Arkona auf der Insel Rügen: Auf den ersten Blick wirkt es wie ein Irrgarten. Erst beim genaueren Hinsehen erkennt man Rosmarin, Salbei, Kapuzinerkresse und Obststräucher. Hier und da findet man ein paar Sonnenblumen und gelbe Kürbisse, die zwischen den großen grünen Blätter durch blitzen. „Ist alles bio“, erklärt Ernst Heinemann stolz, „die Pflanzen sind so gewählt, dass sie sich gegenseitig begünstigen und Schädlinge fernhalten.“ In dem circa ein Hektar großen Garten, wird weder mit chemischen Pflanzenschutzmitteln noch mit Kunstdünger gearbeitet. So blüht es überall, Insekten und Schmetterlinge flattern durch den Garten und auch die Vögel fühlen sich hier sehr wohl.

Der Rügenhof ist ein beliebtes Ausflugsziel.

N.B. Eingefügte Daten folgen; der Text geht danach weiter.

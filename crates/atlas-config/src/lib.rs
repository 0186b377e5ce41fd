//! Configuration loading with environment variable overrides.
//!
//! Defaults carry the public explorer endpoints, a TOML file overrides
//! the defaults (a `[platforms]` table is authoritative when present),
//! and `ATLAS_*` environment variables override the file. A platform
//! whose API base URL ends up absent or empty is disabled.

use serde::{Deserialize, Serialize};
use std::collections::HashMap;
use std::path::{Path, PathBuf};
use thiserror::Error;
use tracing::{debug, info};

#[derive(Error, Debug)]
pub enum ConfigError {
	#[error("failed to read config file {path}: {source}")]
	Unreadable {
		path: PathBuf,
		source: std::io::Error,
	},

	#[error("failed to parse config: {0}")]
	Parse(#[from] toml::de::Error),
}

#[derive(Debug, Clone, Serialize, Deserialize)]
#[serde(default)]
pub struct ServerConfig {
	/// Address the HTTP server binds to.
	pub bind: String,
}

impl Default for ServerConfig {
	fn default() -> Self {
		Self {
			bind: "0.0.0.0:8420".to_string(),
		}
	}
}

#[derive(Debug, Clone, Serialize, Deserialize)]
#[serde(default)]
pub struct CoinsConfig {
	/// Path to the coin descriptor file.
	pub file: PathBuf,
}

impl Default for CoinsConfig {
	fn default() -> Self {
		Self {
			file: PathBuf::from("coins.yml"),
		}
	}
}

/// Per-platform settings, keyed by handle in the `[platforms]` table.
#[derive(Debug, Clone, Default, Serialize, Deserialize)]
#[serde(default)]
pub struct PlatformConfig {
	/// Explorer API base URL. Empty disables the platform.
	pub api: String,
	/// Upstream request timeout in milliseconds.
	pub timeout_ms: Option<u64>,
}

/// Settings consumed only by the external block observer. This core
/// parses and passes them through without interpreting them.
#[derive(Debug, Clone, Serialize, Deserialize)]
#[serde(default)]
pub struct ObserverConfig {
	/// Persistent store connection string for last-seen heights.
	pub redis: String,
	/// Minimum polling interval in milliseconds.
	pub min_poll_ms: u64,
	/// Backlog time horizon in seconds.
	pub backlog_secs: u64,
	/// Maximum number of backlog blocks fetched in one catch-up.
	pub backlog_max_blocks: u64,
	/// Concurrent stream connection cap.
	pub stream_conns: u32,
}

impl Default for ObserverConfig {
	fn default() -> Self {
		Self {
			redis: "redis://localhost:6379".to_string(),
			min_poll_ms: 250,
			backlog_secs: 3 * 3600,
			backlog_max_blocks: 200,
			stream_conns: 16,
		}
	}
}

#[derive(Debug, Clone, Serialize, Deserialize)]
#[serde(default)]
pub struct Config {
	pub server: ServerConfig,
	pub coins: CoinsConfig,
	pub platforms: HashMap<String, PlatformConfig>,
	pub observer: ObserverConfig,
}

impl Default for Config {
	fn default() -> Self {
		// Platforms with public explorer endpoints are enabled out of
		// the box, matching the shipped deployment.
		let defaults = [
			("binance", "https://explorer.binance.org/api/v1"),
			("stellar", "https://horizon.stellar.org"),
			("kin", "https://horizon.kinfederation.com"),
		];
		let platforms = defaults
			.into_iter()
			.map(|(handle, api)| {
				(
					handle.to_string(),
					PlatformConfig {
						api: api.to_string(),
						timeout_ms: None,
					},
				)
			})
			.collect();
		Self {
			server: ServerConfig::default(),
			coins: CoinsConfig::default(),
			platforms,
			observer: ObserverConfig::default(),
		}
	}
}

impl Config {
	/// Returns the API base URL for a handle, or `None` when the
	/// platform is not configured or its URL is empty (disabled).
	pub fn api_url(&self, handle: &str) -> Option<&str> {
		self.platforms
			.get(handle)
			.map(|p| p.api.trim())
			.filter(|api| !api.is_empty())
	}

	pub fn platform(&self, handle: &str) -> Option<&PlatformConfig> {
		self.platforms.get(handle)
	}
}

/// Loads configuration in layers: defaults, optional TOML file,
/// `ATLAS_*` environment overrides.
#[derive(Debug, Default)]
pub struct ConfigLoader {
	file_path: Option<PathBuf>,
}

impl ConfigLoader {
	pub fn new() -> Self {
		Self::default()
	}

	pub fn with_file<P: AsRef<Path>>(mut self, path: P) -> Self {
		self.file_path = Some(path.as_ref().to_path_buf());
		self
	}

	pub fn load(&self) -> Result<Config, ConfigError> {
		let mut config = match &self.file_path {
			Some(path) => {
				info!(path = %path.display(), "Loading config file");
				let contents =
					std::fs::read_to_string(path).map_err(|source| ConfigError::Unreadable {
						path: path.clone(),
						source,
					})?;
				toml::from_str(&contents)?
			}
			None => {
				info!("Running without config file");
				Config::default()
			}
		};

		apply_env_overrides(&mut config);
		Ok(config)
	}
}

/// Applies `ATLAS_*` overrides: `ATLAS_BIND`, `ATLAS_COINS_FILE`, and
/// `ATLAS_<HANDLE>_API` for platform base URLs.
fn apply_env_overrides(config: &mut Config) {
	if let Ok(bind) = std::env::var("ATLAS_BIND") {
		debug!("Overriding server bind from environment");
		config.server.bind = bind;
	}
	if let Ok(file) = std::env::var("ATLAS_COINS_FILE") {
		debug!("Overriding coin file from environment");
		config.coins.file = PathBuf::from(file);
	}
	for (key, value) in std::env::vars() {
		let Some(rest) = key.strip_prefix("ATLAS_") else {
			continue;
		};
		let Some(handle) = rest.strip_suffix("_API") else {
			continue;
		};
		if handle.is_empty() {
			continue;
		}
		let handle = handle.to_ascii_lowercase();
		debug!(%handle, "Overriding platform API URL from environment");
		config.platforms.entry(handle).or_default().api = value;
	}
}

Am Wochenende erkunden bis zu 5000 Besucher den Gutshof. In den ehemaligen Stallungen des Gutshofs haben sich heute Kunsthandwerker eingerichtet. Im Gutshaus selbst werden kulinarische und regionale Spezialitäten verkauft. Besonders beliebt bei den Gästen ist die rügener Salami. Da zum rügenhof aber auch eine fünf Hektar große Sanddornplantage gehört, sind auch Sanddornprodukte wie Likör bei den Besuchern sehr beliebt.

Quark aus eigener Produktion

Allein in der Molkerei Rügener Inselfrische in Poseritz verarbeitet man pro Jahr zwölf bis 14 Tonnen Sanddornsaft. Aus der herben, sauren Frucht, entstehen sowohl Biosäfte als auch Fruchtaufstriche. Sie wird auch „Zitrone des Nordens“ genannt, allerdings enthält sie fast zehnmal so viel Vitamin C wie eine Zitrone. Auch Holunderbeeren und Schlehenfrüchte werden hier verarbeitet. „Wir achten bei Gelees und Säften darauf, möglichst wenig Zucker zu verwenden“, erklärt Geschäftsführerin Sylva Rahm-Präger. Die Aufstriche werden in 200-Gramm-Gläsern im Hofladen verkauft und gehen in größeren Abpackungen an die Hotels der Insel. Der Schwerpunkt der Molkerei liegt allerdings auf der Herstellung von Milchprodukten. Neben Buttermilch, Naturjoghurt und Quark, entstehen hier auch Frischkäse in verschiedenen Geschmacksrichtungen. Im kleinen Hofcafé, gibt es einfache Mittagsgerichte wie Pellkartoffeln mit Quark. Zum Nachtisch gibt es täglich frisch gebackenen Buttermilchkuchen oder Quarktorte. Als Zutaten werden die hofeigenen und regionalen Produkte verwendet.

Fangfrischer Fisch

Kohl, Kartoffeln, Wildgerichte
 und natürlich Fisch aus Bodden
 und Ostsee gehören zur kulinarischen Tradition der Insel. Tausende Tonnen davon werden jährlich in der Fischfabrik in Sassnitz verarbeitet. Zu einem Inselbesuch gehört fast zwangsläufig der Verzehr eines Fischbrötchen am Hafen. Auf den Speisekarten der Restaurants findet man fast immer fangfrische Produkte wie Aal, Dorsch, Hering, Hecht, Flunder, Scholle, Steinbutt oder Zander.

Nach einer kurzen Experimentierphase in der Nachwendezeit verwenden heute wieder viele Gastronomen in ihren Küchen regionale Produkte. Darauf haben sich auch die Produzenten eingestellt. In traditioneller Weise stellen viele von ihnen hochwertige Erzeugnisse her. Beliebt sind beispielsweise die Fängen der Fischerfamilie Peters in Polchow, am Jasmunder Bodden. „Im späten Frühjahr fangen die Peters zum Beispiel Hornfisch – einen schmackhaften Fisch mit grünen Gräten“, schwärmt der Küchenchef des Kurhaus Binz.